В каком смысле исконной? Если в смысле – исконно русской, то нельзя. О. Александру, да и всем учащимся Свято-Владимирской семинарии, в которой он был ректором, и всем верующим, общавшимся с ним, даже в голову бы не пришло считать православие «исконно русским». Как раз там я приобрела неоценимый опыт «вселенского православия»: в семинарии было мало русских, на службах стояли студенты из Ганы, например, и можно было радоваться, что по всей земле проповедано слово Христово. Книги Шмемана потому так читаются, потому так актуальны для всех и в разные годы, что находятся в контексте «вселенского православия», лишены «местечковости». И еще, нужно сделать важное уточнение в вашем вопросе: Шмеман пришел не в храм, а в церковь. И вообще вряд ли можно говорить о том, что он «пришел», он вырос в верующей, церковной семье и в церковь ходил с детства.
Это разница между «храмом» и «церковью» для вас существенна?
И для него тоже. Слово «храм» вошло в мой религиозный обиход только в Москве, когда я вернулась из эмиграции. Там мы никогда не говорили, что «идем в храм», храм – это же ветхозаветное понятие: он был, и он разрушен. Мы всегда знали, что идем в церковь, в собрание верующих.

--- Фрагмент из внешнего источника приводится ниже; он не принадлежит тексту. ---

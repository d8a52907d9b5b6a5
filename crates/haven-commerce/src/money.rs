//! Money type for representing monetary values.
//!
//! Uses cents-based integer representation to avoid floating-point
//! drift in subtotals and tax.

use serde::{Deserialize, Serialize};
use std::fmt;

/// Supported currencies.
#[derive(Debug, Clone, Copy, PartialEq, Eq, Hash, Serialize, Deserialize, Default)]
pub enum Currency {
    #[default]
    USD,
    EUR,
    GBP,
    CAD,
    AUD,
    JPY,
}

impl Currency {
    /// Get the currency code (e.g., "USD").
    pub fn code(&self) -> &'static str {
        match self {
            Currency::USD => "USD",
            Currency::EUR => "EUR",
            Currency::GBP => "GBP",
            Currency::CAD => "CAD",
            Currency::AUD => "AUD",
            Currency::JPY => "JPY",
        }
    }

    /// Get the currency symbol (e.g., "$").
    pub fn symbol(&self) -> &'static str {
        match self {
            Currency::USD => "$",
            Currency::EUR => "\u{20ac}",
            Currency::GBP => "\u{00a3}",
            Currency::CAD => "CA$",
            Currency::AUD => "A$",
            Currency::JPY => "\u{00a5}",
        }
    }

    /// Get the number of decimal places for this currency.
    pub fn decimal_places(&self) -> u32 {
        match self {
            Currency::JPY => 0,
            _ => 2,
        }
    }

    /// Parse a currency code string.
    pub fn from_code(code: &str) -> Option<Self> {
        match code.to_uppercase().as_str() {
            "USD" => Some(Currency::USD),
            "EUR" => Some(Currency::EUR),
            "GBP" => Some(Currency::GBP),
            "CAD" => Some(Currency::CAD),
            "AUD" => Some(Currency::AUD),
            "JPY" => Some(Currency::JPY),
            _ => None,
        }
    }
}

impl fmt::Display for Currency {
    fn fmt(&self, f: &mut fmt::Formatter<'_>) -> fmt::Result {
        write!(f, "{}", self.code())
    }
}

/// A monetary value with currency.
///
/// Amounts are stored in the smallest unit of the currency (e.g., cents for USD).
#[derive(Debug, Clone, Copy, PartialEq, Eq, Hash, Serialize, Deserialize, Default)]
pub struct Money {
    /// Amount in smallest currency unit (e.g., cents).
    pub amount_cents: i64,
    /// The currency.
    #[serde(default)]
    pub currency: Currency,
}

impl Money {
    /// Create a new Money value from cents.
    pub fn new(amount_cents: i64, currency: Currency) -> Self {
        Self {
            amount_cents,
            currency,
        }
    }

    /// Create a Money value from a decimal amount.
    ///
    /// ```
    /// use haven_commerce::money::{Money, Currency};
    /// let price = Money::from_decimal(49.99, Currency::USD);
    /// assert_eq!(price.amount_cents, 4999);
    /// ```
    pub fn from_decimal(amount: f64, currency: Currency) -> Self {
        let multiplier = 10_i64.pow(currency.decimal_places());
        let amount_cents = (amount * multiplier as f64).round() as i64;
        Self::new(amount_cents, currency)
    }

    /// Create a zero amount in the given currency.
    pub fn zero(currency: Currency) -> Self {
        Self::new(0, currency)
    }

    /// Check if this is zero.
    pub fn is_zero(&self) -> bool {
        self.amount_cents == 0
    }

    /// Convert to a decimal value.
    pub fn to_decimal(&self) -> f64 {
        let divisor = 10_i64.pow(self.currency.decimal_places());
        self.amount_cents as f64 / divisor as f64
    }

    /// Format as a display string (e.g., "$49.99").
    pub fn display(&self) -> String {
        format!("{}{}", self.currency.symbol(), self.display_amount())
    }

    /// Format as a display string without symbol (e.g., "49.99").
    pub fn display_amount(&self) -> String {
        let places = self.currency.decimal_places() as usize;
        format!("{:.places$}", self.to_decimal())
    }

    /// Multiply by a whole quantity, clamping at the i64 bounds.
    pub fn saturating_multiply(&self, factor: i64) -> Money {
        Money::new(self.amount_cents.saturating_mul(factor), self.currency)
    }

    /// Apply a fractional rate (e.g. `0.08` for 8% tax), rounding half away
    /// from zero to the nearest minor unit.
    pub fn apply_rate(&self, rate: f64) -> Money {
        let amount = (self.amount_cents as f64 * rate).round() as i64;
        Money::new(amount, self.currency)
    }
}

impl fmt::Display for Money {
    fn fmt(&self, f: &mut fmt::Formatter<'_>) -> fmt::Result {
        write!(f, "{}", self.display())
    }
}

#[cfg(test)]
mod tests {
    use super::*;

    #[test]
    fn test_money_from_decimal() {
        assert_eq!(Money::from_decimal(9.99, Currency::USD).amount_cents, 999);
        assert_eq!(Money::from_decimal(20.0, Currency::USD).amount_cents, 2000);
        assert_eq!(Money::from_decimal(100.0, Currency::JPY).amount_cents, 100);
    }

    #[test]
    fn test_money_display() {
        assert_eq!(Money::new(4999, Currency::USD).display(), "$49.99");
        assert_eq!(Money::new(2079, Currency::USD).to_string(), "$20.79");
        assert_eq!(Money::new(100, Currency::JPY).display(), "\u{00a5}100");
        assert_eq!(Money::zero(Currency::USD).display(), "$0.00");
    }

    #[test]
    fn test_saturating_multiply() {
        let m = Money::new(i64::MAX / 2 + 1, Currency::USD);
        assert_eq!(m.saturating_multiply(2).amount_cents, i64::MAX);
        assert_eq!(m.saturating_multiply(1), m);
    }

    #[test]
    fn test_apply_rate_rounds_to_cent() {
        assert_eq!(Money::new(7500, Currency::USD).apply_rate(0.08).amount_cents, 600);
        assert_eq!(Money::new(1000, Currency::USD).apply_rate(0.08).amount_cents, 80);
        // 0.08 * 1999 = 159.92
        assert_eq!(Money::new(1999, Currency::USD).apply_rate(0.08).amount_cents, 160);
        // half a cent rounds away from zero
        assert_eq!(Money::new(5, Currency::USD).apply_rate(0.1).amount_cents, 1);
    }

    #[test]
    fn test_currency_from_code() {
        assert_eq!(Currency::from_code("usd"), Some(Currency::USD));
        assert_eq!(Currency::from_code("XYZ"), None);
    }
}
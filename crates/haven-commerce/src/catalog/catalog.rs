//! The loaded product catalog and its lookups.

use crate::catalog::{Category, Product};
use crate::error::CommerceError;
use crate::ids::ProductId;
use serde::{Deserialize, Serialize};

/// Bundled sample data for the storefront.
const SAMPLE_CATALOG: &str = include_str!("../../data/catalog.json");

/// Products and categories loaded once at startup.
#[derive(Debug, Clone, Default, Serialize, Deserialize, PartialEq)]
pub struct Catalog {
    #[serde(default)]
    pub categories: Vec<Category>,
    #[serde(default)]
    pub products: Vec<Product>,
}

impl Catalog {
    /// Build a catalog from already-loaded parts.
    pub fn new(products: Vec<Product>, categories: Vec<Category>) -> Self {
        Self {
            categories,
            products,
        }
    }

    /// Parse a catalog from its JSON fixture form.
    pub fn from_json(json: &str) -> Result<Self, CommerceError> {
        let catalog: Catalog = serde_json::from_str(json)?;
        tracing::debug!(
            products = catalog.products.len(),
            categories = catalog.categories.len(),
            "catalog loaded"
        );
        Ok(catalog)
    }

    /// The bundled sample catalog.
    pub fn sample() -> Result<Self, CommerceError> {
        Self::from_json(SAMPLE_CATALOG)
    }

    /// Number of products.
    pub fn len(&self) -> usize {
        self.products.len()
    }

    /// Check if the catalog has no products.
    pub fn is_empty(&self) -> bool {
        self.products.is_empty()
    }

    /// Look up a product by id.
    pub fn product(&self, id: &ProductId) -> Result<&Product, CommerceError> {
        self.products
            .iter()
            .find(|p| &p.id == id)
            .ok_or_else(|| CommerceError::ProductNotFound(id.to_string()))
    }

    /// Look up a category by slug.
    pub fn category(&self, slug: &str) -> Result<&Category, CommerceError> {
        self.categories
            .iter()
            .find(|c| c.slug == slug)
            .ok_or_else(|| CommerceError::CategoryNotFound(slug.to_string()))
    }

    /// Products flagged as featured, in catalog order.
    pub fn featured(&self) -> Vec<&Product> {
        self.products.iter().filter(|p| p.featured).collect()
    }

    /// Every color offered by any product, in first-seen order.
    pub fn colors(&self) -> Vec<String> {
        distinct_colors(&self.products)
    }

    /// Counts shown on the admin dashboard.
    pub fn stats(&self) -> CatalogStats {
        let per_category = self
            .categories
            .iter()
            .map(|c| CategoryCount {
                slug: c.slug.clone(),
                name: c.name.clone(),
                products: self.products.iter().filter(|p| p.category == c.slug).count(),
            })
            .collect();

        CatalogStats {
            total_products: self.products.len(),
            in_stock: self.products.iter().filter(|p| p.in_stock).count(),
            out_of_stock: self.products.iter().filter(|p| !p.in_stock).count(),
            featured: self.products.iter().filter(|p| p.featured).count(),
            on_sale: self.products.iter().filter(|p| p.is_on_sale()).count(),
            categories: self.categories.len(),
            per_category,
        }
    }
}

/// Distinct colors across `products`, in first-seen order.
pub(crate) fn distinct_colors(products: &[Product]) -> Vec<String> {
    let mut colors: Vec<String> = Vec::new();
    for color in products.iter().flat_map(|p| p.colors.iter()) {
        if !colors.contains(color) {
            colors.push(color.clone());
        }
    }
    colors
}

/// Catalog counts for the admin dashboard.
#[derive(Debug, Clone, Serialize, Deserialize, PartialEq, Eq)]
pub struct CatalogStats {
    pub total_products: usize,
    pub in_stock: usize,
    pub out_of_stock: usize,
    pub featured: usize,
    pub on_sale: usize,
    pub categories: usize,
    pub per_category: Vec<CategoryCount>,
}

/// Number of products in one category.
#[derive(Debug, Clone, Serialize, Deserialize, PartialEq, Eq)]
pub struct CategoryCount {
    pub slug: String,
    pub name: String,
    pub products: usize,
}

#[cfg(test)]
mod tests {
    use super::*;

    #[test]
    fn test_sample_catalog_loads() {
        let catalog = Catalog::sample().unwrap();
        assert_eq!(catalog.len(), 8);
        assert_eq!(catalog.categories.len(), 4);
        assert!(catalog.products.iter().all(|p| catalog.category(&p.category).is_ok()));
    }

    #[test]
    fn test_product_lookup() {
        let catalog = Catalog::sample().unwrap();
        let product = catalog.product(&ProductId::new("1")).unwrap();
        assert_eq!(product.name, "Elegant Silk Scarf");

        let missing = catalog.product(&ProductId::new("404"));
        assert_eq!(missing, Err(CommerceError::ProductNotFound("404".to_string())));
    }

    #[test]
    fn test_colors_are_distinct_in_first_seen_order() {
        let catalog = Catalog::sample().unwrap();
        let colors = catalog.colors();
        assert_eq!(&colors[..3], ["Navy Blue", "Burgundy", "Forest Green"]);
        let black = colors.iter().filter(|c| c.as_str() == "Black").count();
        assert_eq!(black, 1);
    }

    #[test]
    fn test_stats() {
        let catalog = Catalog::sample().unwrap();
        let stats = catalog.stats();
        assert_eq!(stats.total_products, 8);
        assert_eq!(stats.in_stock, 6);
        assert_eq!(stats.out_of_stock, 2);
        assert_eq!(stats.featured, 4);
        assert_eq!(stats.on_sale, 3);
        assert_eq!(stats.categories, 4);
        assert!(stats.per_category.iter().all(|c| c.products == 2));
    }

    #[test]
    fn test_invalid_json_is_an_error() {
        assert!(matches!(
            Catalog::from_json("{\"products\": 3}"),
            Err(CommerceError::SerializationError(_))
        ));
    }
}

Центром которого был о. Александр?
Центром, конечно, был Христос. По отношению к Шмеману вообще не стоит использовать громких наименований – духовный отец, наставник и прочее. Ему бы это очень не понравилось, это не его стихия. Он был живой человек, противоречивый, чрезвычайно остроязыкий. Он умел замечательно шутить о «священных» для нашего круга предметах – правах человека, эмиграции. Видимо, потому что хорошо знал, как мало стоят громкие слова и что на самом деле за ними скрывается. Мое любимое произведение Шмемана – это его «Дневники», там виден живой человек, с которым можно лично встретиться, как на «кухне». Чтобы его правильно понять, полезно читать именно их – задают нужный тон.
Избегая высоких наименований, замечу, что, видимо, общение с о. Александром задавало не только горизонталь, но и вертикаль жизни.
Это так: чтобы существовала нормальная горизонталь, должна быть вертикаль. Но ее нельзя искусственно «выстраивать»: все наши проблемы оттого, что людей привлекают в церковь, а то и в храм, но не ко Христу. Потому что ко Христу насильно не привлечешь, не привлечешь и убеждением. Здесь помогает только личное свидетельство, которое вообще не требует громких слов. Нашу семью с о. Александром связывала теплая дружба, и мне совсем не нужно было его о чем-то таком спрашивать, просить «духовных советов», одного его примера в жизни было более чем достаточно. Посмотри, как он живет, и делай так же – вот принцип работы христианской «вертикали», который, кстати, прекрасно дополняется горизонталью дружбы и братства.